• Action item:
List all lines of the data containing the word "find".

Collected data entries:

- Opening Delimiter -

//! Region classification
//!
//! A detected region is labeled from a handful of measurements taken on
//! the *undilated* mask under its bounding box. The decision is an ordered
//! rule table ([`CLASSIFICATION_RULES`]); the first rule that matches
//! wins and a region matching none is [`RegionKind::Unknown`].

use crate::options::{ClassificationThresholds, LayoutOptions};
use crate::{SegError, SegResult};
use pagelayout_core::{BinaryMask, Box};
use pagelayout_filter::edge_density;
use std::fmt;
use std::str::FromStr;
use tracing::trace;

/// Edge density below which a thin region is a solid rule
pub const LINE_EDGE_DENSITY_MAX: f64 = 0.2;

/// Kind of a layout region
#[derive(Debug, Clone, Copy, PartialEq, Eq, Hash)]
pub enum RegionKind {
    /// A long paragraph-like block of text
    TextBlock,
    /// A dense picture or filled area
    Image,
    /// A large, sparse gridded area
    Table,
    /// A thin solid rule
    Line,
    /// A small piece of text
    ShortText,
    /// Nothing above matched
    Unknown,
}

impl RegionKind {
    /// All kinds, in declaration order
    pub const ALL: [RegionKind; 6] = [
        RegionKind::TextBlock,
        RegionKind::Image,
        RegionKind::Table,
        RegionKind::Line,
        RegionKind::ShortText,
        RegionKind::Unknown,
    ];

    /// Stable snake_case name
    pub fn as_str(self) -> &'static str {
        match self {
            RegionKind::TextBlock => "text_block",
            RegionKind::Image => "image",
            RegionKind::Table => "table",
            RegionKind::Line => "line",
            RegionKind::ShortText => "short_text",
            RegionKind::Unknown => "unknown",
        }
    }
}

impl fmt::Display for RegionKind {
    fn fmt(&self, f: &mut fmt::Formatter<'_>) -> fmt::Result {
        f.write_str(self.as_str())
    }
}

impl FromStr for RegionKind {
    type Err = SegError;

    fn from_str(s: &str) -> SegResult<Self> {
        RegionKind::ALL
            .into_iter()
            .find(|kind| kind.as_str() == s)
            .ok_or_else(|| SegError::UnknownName {
                what: "region kind",
                name: s.to_string(),
            })
    }
}

/// Measurements of one region
#[derive(Debug, Clone, Copy, PartialEq)]
pub struct RegionFeatures {
    /// Box width
    pub width: i64,
    /// Box height
    pub height: i64,
    /// `width / height`
    pub aspect: f64,
    /// `width * height`
    pub area: i64,
    /// Fraction of foreground pixels under the box
    pub density: f64,
    /// Fraction of edge pixels under the box; measured only for line
    /// candidates
    pub edge_density: Option<f64>,
}

impl RegionFeatures {
    /// Measure the region under `bbox` in `mask`.
    ///
    /// # Errors
    ///
    /// Returns [`SegError::DegenerateRegion`] if the box has no area or
    /// does not lie inside the mask.
    pub fn measure(
        mask: &BinaryMask,
        bbox: &Box,
        thresholds: &ClassificationThresholds,
        edge_threshold: u16,
    ) -> SegResult<Self> {
        if bbox.is_empty() || !bbox.fits_within(mask.width(), mask.height()) {
            return Err(SegError::DegenerateRegion {
                bbox: *bbox,
                width: mask.width(),
                height: mask.height(),
            });
        }

        let area = bbox.area();
        let density = mask.sum_in(bbox) as f64 / (area as f64 * 255.0);
        let mut features = Self {
            width: bbox.w as i64,
            height: bbox.h as i64,
            aspect: bbox.aspect_ratio(),
            area,
            density,
            edge_density: None,
        };

        if features.is_line_candidate(thresholds) {
            let roi = mask.crop(bbox)?;
            features.edge_density = Some(edge_density(&roi, edge_threshold)?);
        }
        trace!(
            bbox = %bbox,
            aspect = features.aspect,
            density = features.density,
            edge_density = ?features.edge_density,
            "region features"
        );
        Ok(features)
    }

    /// Thin and elongated, horizontally or vertically.
    pub fn is_line_candidate(&self, t: &ClassificationThresholds) -> bool {
        (self.aspect > 10.0 && self.height < t.line_thickness)
            || (self.aspect < 0.1 && self.width < t.line_thickness)
    }

    fn text_density(&self) -> bool {
        0.05 < self.density && self.density < 0.5
    }
}

/// One row of the rule table
#[derive(Debug, Clone, Copy)]
pub struct ClassificationRule {
    /// Kind assigned when the rule matches
    pub kind: RegionKind,
    /// Short description, for tracing
    pub name: &'static str,
    /// The test
    pub matches: fn(&RegionFeatures, &ClassificationThresholds) -> bool,
}

/// Ranked classification rules; the first match wins.
pub const CLASSIFICATION_RULES: [ClassificationRule; 6] = [
    ClassificationRule {
        kind: RegionKind::Line,
        name: "thin with few edges",
        matches: |f, t| {
            f.is_line_candidate(t)
                && f.edge_density.is_some_and(|d| d < LINE_EDGE_DENSITY_MAX)
        },
    },
    ClassificationRule {
        kind: RegionKind::Image,
        name: "dense and large",
        matches: |f, t| f.density > 0.5 && f.width.min(f.height) > t.min_size,
    },
    ClassificationRule {
        kind: RegionKind::TextBlock,
        name: "text density, large area",
        matches: |f, t| f.text_density() && f.area > t.area_threshold,
    },
    ClassificationRule {
        kind: RegionKind::TextBlock,
        name: "text density, wide",
        matches: |f, _| f.text_density() && f.width > 3 * f.height,
    },
    ClassificationRule {
        kind: RegionKind::ShortText,
        name: "text density",
        matches: |f, _| f.text_density(),
    },
    ClassificationRule {
        kind: RegionKind::Table,
        name: "sparse and large",
        matches: |f, t| {
            0.01 < f.density
                && f.density < 0.1
                && f.width > t.table_size
                && f.height > t.table_size
        },
    },
];

/// Apply the rule table to measured features.
pub fn classify_features(
    features: &RegionFeatures,
    thresholds: &ClassificationThresholds,
) -> RegionKind {
    match CLASSIFICATION_RULES
        .iter()
        .find(|rule| (rule.matches)(features, thresholds))
    {
        Some(rule) => {
            trace!(kind = %rule.kind, rule = rule.name, "classified");
            rule.kind
        }
        None => {
            trace!("no rule matched");
            RegionKind::Unknown
        }
    }
}

/// Classify the region under `bbox` of an undilated mask.
///
/// # Errors
///
/// - [`SegError::InvalidParameter`] for invalid options
/// - [`SegError::DegenerateRegion`] for a zero-area or out-of-bounds box
pub fn classify_region(
    mask: &BinaryMask,
    bbox: &Box,
    options: &LayoutOptions,
) -> SegResult<RegionKind> {
    let thresholds = options.validate()?.thresholds();
    let features = RegionFeatures::measure(mask, bbox, &thresholds, options.edge_threshold)?;
    Ok(classify_features(&features, &thresholds))
}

- Closing Delimiter -

• Response area:
            .find(|kind| kind.as_str() == s)
        .find(|rule| (rule.matches)(features, thresholds))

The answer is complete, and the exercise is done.